Once the audience had collected their headbanged out brains off the floor, the pace slowed down with a rendition of the countryphobic “Beyond the Cattle Grid” from the current album “Giraffic Park”. Lewis Street exile Wattie may live in Point these days, but his lyrics here prove that you can’t take the Town out of the Townie - there’s an obvious nostalgia for the days when the uncivilised maws were barred from the cosmopolitan boulevards of SY, and one suspects that when Wattie becomes dictator of the Comhairle, these measures will be reinstated.

Woaargh, a'bhalaich! Rawkin' Gypsy Beannag Wearin Git-tar Maniac Jason and a slightly embarrassed Wattie fail to get their accents sorted in Men At Work's "A Tale of 2 Tractors"

Next up was “A Tale of 2 Tractors” from 1992’s “Vom Your Sproggans”. Apparently set to the tune of Men at Work’s “The Land Down Under”, this is a dark tale of simmering rivalry between two neighbouring crofters. Or perhaps two hillbilly farmers in the Appalachians. Or two former members of 70s yokel rockers The Wurzels in Somerset – the wild variation in Jason’s singing accent as the song progressed made it hard to tell.

The bluesy “Bee Without A Bumble”, from the 1994 Viking invasion concept album “Flang Your Doodle” was next. It has to be said it’s a little light on historical accuracy.  For example - “This is my car/I drive it home/Sit in traffic jams, Watchin’ other cars go by/ladies pushin’ prams”. Now everyone knows the Vikings didn’t have prams. But huidh, maybe it’s a cunning metaphor for how the pillaging Norseman sitting in a queue of longships was in reality trapped in the same rut as the modern day suburban husband, going through the motions of life etc etc. Co aig a fios?

Straight out of “Bee Without a Bumble”, the band launched into their non-family-friendly single-entendre perversion in the Castle Grounds ballad “Peter Dan the Rubber Man” from 1992’s “Boke Your Drarsh”. And then hastily into the Leodhasach Country and “Westren” of  Jon Dun Ringle’s 1992 “Cromwell Street Congregation” , a song that Kenny Fags and Garry Hawthorne would have paid good money to have written. Not that they ever saw a Friday night in the Narrows because they’d invariably be playing a wedding dance in the Caber.

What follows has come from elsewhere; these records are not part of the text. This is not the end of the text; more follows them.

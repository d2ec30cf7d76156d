//! jot Core Library
//!
//! This crate provides the core functionality for jot, a personal capture
//! tool for notes, todos and ideas kept as local JSON files.
//!
//! # Architecture
//!
//! - **Storage**: one pretty-printed JSON array per collection, replaced
//!   atomically on every save
//! - **Query**: pure filter, sort and lookup helpers over loaded records
//!
//! Every command is a full load, mutate, save cycle of a single file.
//!
//! # Quick Start
//!
//! ```text
//! let store = Store::open(Config::load()?)?;
//!
//! // Capture
//! store.add_todo("Renew passport", Priority::High)?;
//!
//! // Query
//! let open = query::filter_undone(&store.load_todos());
//! ```
//!
//! # Modules
//!
//! - `store`: Load/mutate/save operations (main entry point)
//! - `models`: Note, Todo and Idea records
//! - `query`: Filtering, sorting, tag extraction and reference resolution
//! - `storage`: JSON file persistence
//! - `id`: Record id generation
//! - `config`: Application configuration

pub mod config;
pub mod error;
pub mod id;
pub mod models;
pub mod query;
pub mod storage;
pub mod store;

pub use config::Config;
pub use error::{Error, Result};
pub use models::{Idea, IdeaStatus, Note, ParseEnumError, Priority, Record, Todo};
pub use query::QueryError;
pub use storage::{JsonCollection, StorageError, StorageResult};
pub use store::{Collection, Stats, Store};
//! Errors returned by store operations

use thiserror::Error;

use crate::query::QueryError;
use crate::storage::StorageError;

#[derive(Error, Debug)]
pub enum Error {
    /// Required text was empty or whitespace
    #[error("{kind} text cannot be empty")]
    EmptyText { kind: &'static str },

    #[error(transparent)]
    Query(#[from] QueryError),

    #[error(transparent)]
    Storage(#[from] StorageError),
}

impl Error {
    /// Whether the error came from user input rather than the filesystem
    pub fn is_user_error(&self) -> bool {
        matches!(self, Error::EmptyText { .. } | Error::Query(_))
    }

    pub fn recovery_suggestion(&self) -> Option<&'static str> {
        match self {
            Error::Storage(e) => e.recovery_suggestion(),
            Error::Query(QueryError::AmbiguousId { .. }) => {
                Some("Type more characters of the id, or use the list position.")
            }
            _ => None,
        }
    }
}

pub type Result<T> = std::result::Result<T, Error>;
//! jot CLI
//!
//! Command-line interface for jot - notes, todos and ideas.
//!
//! Every single-letter flag also accepts its uppercase twin (`-a`/`-A`,
//! `-p`/`-P`, ...) with the same meaning. The one exception is `-v`: `-V`
//! stays clap's `--version`.

use std::path::PathBuf;

use anyhow::{Context, Result};
use clap::{Parser, Subcommand, ValueEnum};
use tracing::{debug, error};

use jot_core::{Collection, Config, IdeaStatus, Priority, StorageError, Store};

mod commands;
mod editor;
mod logging;
mod output;

use output::{Output, OutputFormat};

#[derive(Parser)]
#[command(name = "jot")]
#[command(about = "jot - Capture notes, todos and ideas from the terminal")]
#[command(version)]
#[command(propagate_version = true)]
struct Cli {
    /// Output as JSON
    #[arg(long, global = true)]
    json: bool,

    /// Quiet mode - minimal output
    #[arg(short, short_alias = 'Q', long, global = true)]
    quiet: bool,

    /// Path to config file
    #[arg(long = "config", global = true, value_name = "PATH")]
    config_file: Option<PathBuf>,

    /// Log debug output to stderr (or the configured log file)
    #[arg(short, long, global = true)]
    verbose: bool,

    #[command(subcommand)]
    command: Commands,
}

#[derive(Subcommand)]
enum Commands {
    /// Manage notes
    Note {
        #[command(subcommand)]
        command: NoteCommands,
    },
    /// Manage todos
    Todo {
        #[command(subcommand)]
        command: TodoCommands,
    },
    /// Manage ideas
    Idea {
        #[command(subcommand)]
        command: IdeaCommands,
    },
    /// Search notes, todos and ideas
    Search {
        /// Text to look for (case-insensitive)
        query: String,
    },
    /// Show counts for every collection
    Stats,
    /// List note tags with usage counts
    Tags,
    /// Delete every record in a collection
    Clear {
        /// Which collection to empty
        #[arg(value_enum, ignore_case = true)]
        target: ClearTarget,
        /// Skip the confirmation prompt
        #[arg(short, short_alias = 'Y', long)]
        yes: bool,
    },
    /// Show or set configuration
    Config {
        #[command(subcommand)]
        command: Option<ConfigCommands>,
    },
}

#[derive(Subcommand)]
enum NoteCommands {
    /// Add a note; #tags in the text are collected
    #[command(alias = "new")]
    Add {
        /// Note text (opens $EDITOR if omitted)
        text: Vec<String>,
    },
    /// List notes
    #[command(alias = "ls")]
    List {
        /// Only notes with this tag
        #[arg(short, short_alias = 'T', long)]
        tag: Option<String>,
    },
    /// Remove a note
    #[command(alias = "rm")]
    Remove {
        /// List position or id prefix
        reference: String,
    },
    /// Search note text
    Search {
        /// Text to look for (case-insensitive)
        query: String,
    },
}

#[derive(Subcommand)]
enum TodoCommands {
    /// Add a todo
    #[command(alias = "new")]
    Add {
        /// Task text (prompts if omitted)
        text: Vec<String>,
        /// Priority: high, medium or low
        #[arg(short, short_alias = 'P', long, default_value = "medium")]
        priority: Priority,
    },
    /// List open todos
    #[command(alias = "ls")]
    List {
        /// Include completed todos
        #[arg(short, short_alias = 'A', long)]
        all: bool,
        /// Only todos with this priority
        #[arg(short, short_alias = 'P', long)]
        priority: Option<Priority>,
    },
    /// Mark a todo as done
    #[command(alias = "complete")]
    Done {
        /// List position or id prefix
        reference: String,
    },
    /// Reopen a completed todo
    #[command(alias = "reopen")]
    Undo {
        /// List position or id prefix
        reference: String,
    },
    /// Remove a todo
    #[command(alias = "rm")]
    Remove {
        /// List position or id prefix
        reference: String,
    },
    /// Search todo text
    Search {
        /// Text to look for (case-insensitive)
        query: String,
    },
    /// Remove all completed todos
    Clear,
}

#[derive(Subcommand)]
enum IdeaCommands {
    /// Add an idea
    #[command(alias = "new")]
    Add {
        /// Idea text (prompts if omitted)
        text: Vec<String>,
    },
    /// List ideas
    #[command(alias = "ls")]
    List {
        /// Sort by votes, most first
        #[arg(short, short_alias = 'S', long)]
        sort: bool,
        /// Only ideas with this status: new, wip, done or archived
        #[arg(short = 'f', short_alias = 'F', long, alias = "filter")]
        status: Option<IdeaStatus>,
    },
    /// Add a vote to an idea
    #[command(alias = "upvote")]
    Up {
        /// List position or id prefix
        reference: String,
    },
    /// Set an idea's status
    Status {
        /// List position or id prefix
        reference: String,
        /// new, wip, done or archived
        status: IdeaStatus,
    },
    /// Remove an idea
    #[command(alias = "rm")]
    Remove {
        /// List position or id prefix
        reference: String,
    },
    /// Search idea text
    Search {
        /// Text to look for (case-insensitive)
        query: String,
    },
}

#[derive(Subcommand, Clone)]
enum ConfigCommands {
    /// Show current configuration
    Show,
    /// Set a configuration value
    Set {
        /// Configuration key (data_dir, log_file)
        key: String,
        /// Configuration value
        value: String,
    },
}

#[derive(ValueEnum, Clone, Copy, Debug, PartialEq, Eq)]
enum ClearTarget {
    Notes,
    Todos,
    Ideas,
    All,
}

impl ClearTarget {
    fn collections(self) -> Vec<Collection> {
        match self {
            ClearTarget::Notes => vec![Collection::Notes],
            ClearTarget::Todos => vec![Collection::Todos],
            ClearTarget::Ideas => vec![Collection::Ideas],
            ClearTarget::All => Collection::ALL.to_vec(),
        }
    }
}

fn main() {
    let cli = Cli::parse();
    let output = Output::new(OutputFormat::from_flags(cli.json, cli.quiet));

    if let Err(e) = run(cli, &output) {
        let core_err = e.downcast_ref::<jot_core::Error>();
        // Bad references and empty text are the user's to fix; log the rest
        if !core_err.is_some_and(jot_core::Error::is_user_error) {
            error!("{:?}", e);
        }

        eprintln!("Error: {:#}", e);
        let hint = match core_err {
            Some(err) => err.recovery_suggestion(),
            None => e
                .downcast_ref::<StorageError>()
                .and_then(|err| err.recovery_suggestion()),
        };
        if let Some(hint) = hint {
            eprintln!("Hint: {}", hint);
        }
        std::process::exit(1);
    }
}

fn run(cli: Cli, output: &Output) -> Result<()> {
    // Config commands don't need the store
    if let Commands::Config { command } = &cli.command {
        return handle_config_command(command.clone(), cli.config_file.as_ref(), output);
    }

    let config = Config::load_with_cli_override(cli.config_file.as_ref())
        .context("Failed to load configuration")?;
    logging::init(&config, cli.verbose);
    debug!("Using data directory {:?}", config.data_dir);

    let store = Store::open(config).context("Failed to initialize storage")?;

    match cli.command {
        Commands::Note { command } => handle_note_command(command, &store, output),
        Commands::Todo { command } => handle_todo_command(command, &store, output),
        Commands::Idea { command } => handle_idea_command(command, &store, output),
        Commands::Search { query } => commands::search::all(&store, query, output),
        Commands::Stats => commands::stats::show(&store, output),
        Commands::Tags => commands::tag::list(&store, output),
        Commands::Clear { target, yes } => {
            commands::clear::run(&store, &target.collections(), yes, output)
        }
        Commands::Config { .. } => unreachable!(), // Handled above
    }
}

fn handle_note_command(command: NoteCommands, store: &Store, output: &Output) -> Result<()> {
    match command {
        NoteCommands::Add { text } => commands::note::add(store, text, output),
        NoteCommands::List { tag } => commands::note::list(store, tag, output),
        NoteCommands::Remove { reference } => commands::note::remove(store, reference, output),
        NoteCommands::Search { query } => commands::note::search(store, query, output),
    }
}

fn handle_todo_command(command: TodoCommands, store: &Store, output: &Output) -> Result<()> {
    match command {
        TodoCommands::Add { text, priority } => commands::todo::add(store, text, priority, output),
        TodoCommands::List { all, priority } => commands::todo::list(store, all, priority, output),
        TodoCommands::Done { reference } => commands::todo::done(store, reference, output),
        TodoCommands::Undo { reference } => commands::todo::undo(store, reference, output),
        TodoCommands::Remove { reference } => commands::todo::remove(store, reference, output),
        TodoCommands::Search { query } => commands::todo::search(store, query, output),
        TodoCommands::Clear => commands::todo::clear_done(store, output),
    }
}

fn handle_idea_command(command: IdeaCommands, store: &Store, output: &Output) -> Result<()> {
    match command {
        IdeaCommands::Add { text } => commands::idea::add(store, text, output),
        IdeaCommands::List { sort, status } => commands::idea::list(store, sort, status, output),
        IdeaCommands::Up { reference } => commands::idea::upvote(store, reference, output),
        IdeaCommands::Status { reference, status } => {
            commands::idea::set_status(store, reference, status, output)
        }
        IdeaCommands::Remove { reference } => commands::idea::remove(store, reference, output),
        IdeaCommands::Search { query } => commands::idea::search(store, query, output),
    }
}

fn handle_config_command(
    command: Option<ConfigCommands>,
    config_path: Option<&PathBuf>,
    output: &Output,
) -> Result<()> {
    match command {
        Some(ConfigCommands::Show) | None => commands::config::show(config_path, output),
        Some(ConfigCommands::Set { key, value }) => {
            commands::config::set(key, value, config_path, output)
        }
    }
}
//! Command handlers
//!
//! Each handler runs one load, mutate, save cycle against the store and
//! renders the result through `Output`.

pub mod clear;
pub mod config;
pub mod idea;
pub mod note;
pub mod search;
pub mod stats;
pub mod tag;
pub mod todo;

use anyhow::Result;

use crate::editor::prompt_line;

/// Join positional words into the record text, prompting when none were given
///
/// Emptiness is checked by the store, so a blank answer still fails there.
pub(crate) fn text_or_prompt(words: Vec<String>, prompt: &str) -> Result<String> {
    let text = words.join(" ");
    if !text.trim().is_empty() {
        return Ok(text);
    }
    prompt_line(prompt)
}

I Don’t Like Sheep” followed. Another one from “Flang Your Doodle” that doesn’t seem to have any Viking connotations, but is instead a rant against the dominant life form of Lewis, in the form of a sensitive ballad with a nice tune. “I don’t like sheep/They make me want to weep/They’re not the apple of my eye/Unless they’re in a pie.”  Historically we know that the Vikings actually did like sheep, although they were more likely them wee brown things you get on St Kilda and not big fat cheviots or even blackfaces at all. They used to graze a lot of them out on wee islands round the coast, you know, rather than putting them on the moor, so they would probably have been quite well fed because there was some good grass out there and… ahem, anyway…

On to the final song in the set, “Giraffic Park”, the title track of the current album. This is the terrifying tale of a monster giraffe’s attack on the town of Stornoway and his strange love for a blone in a Mackay’s frock who looked like Ch*rsty Al*ne. But why was he in the Castle Grounds? Where did he come from? I think a concept album is needed to explain this. In an interesting postscript, it seems that Finbarr Saunders of “double entendres” fame is currently locked in a  bidding war with the late Frankie Howerd and the producers of the Carry On films for the rights to the line that comes before “She was wearing a Mackay’s frock

At the end of the set, the audience required some prompting to demand an encore, but were eventually persuaded to do so by being dragged up on the stage to help out with the acapella “Diggum Da” (also from “Flang”, and also fleek all to do with Vikings). Everyone stayed up for backing vocals on a  discotastic rendition of 1992’s  “Funky Peatstack” from “Vom”, with unsolicited atonal chanter solos from Roddy Huggan and arrhythmic bodhran from the Hippy.

The final final track of the set, after some considerable discussion over what key it was supposed to be in, was a rockin’ assault on Huckleberry Hound’s 1957 classic “Calum B Sounde”, with Jason going git-tar crazy in a Hendrix style and Wattie handing the bass over to Dead Olac Guirean so he could concentrate on excessive rock n roll vocalising. Unfortunately Dead Olac’s fingers were calibrated for his cheapo bass so he ended up pulling the strings of Wattie’s slightly less cheapo bass very hard and drowning everything else out. But huidh, cove, that’s rock an’ roll.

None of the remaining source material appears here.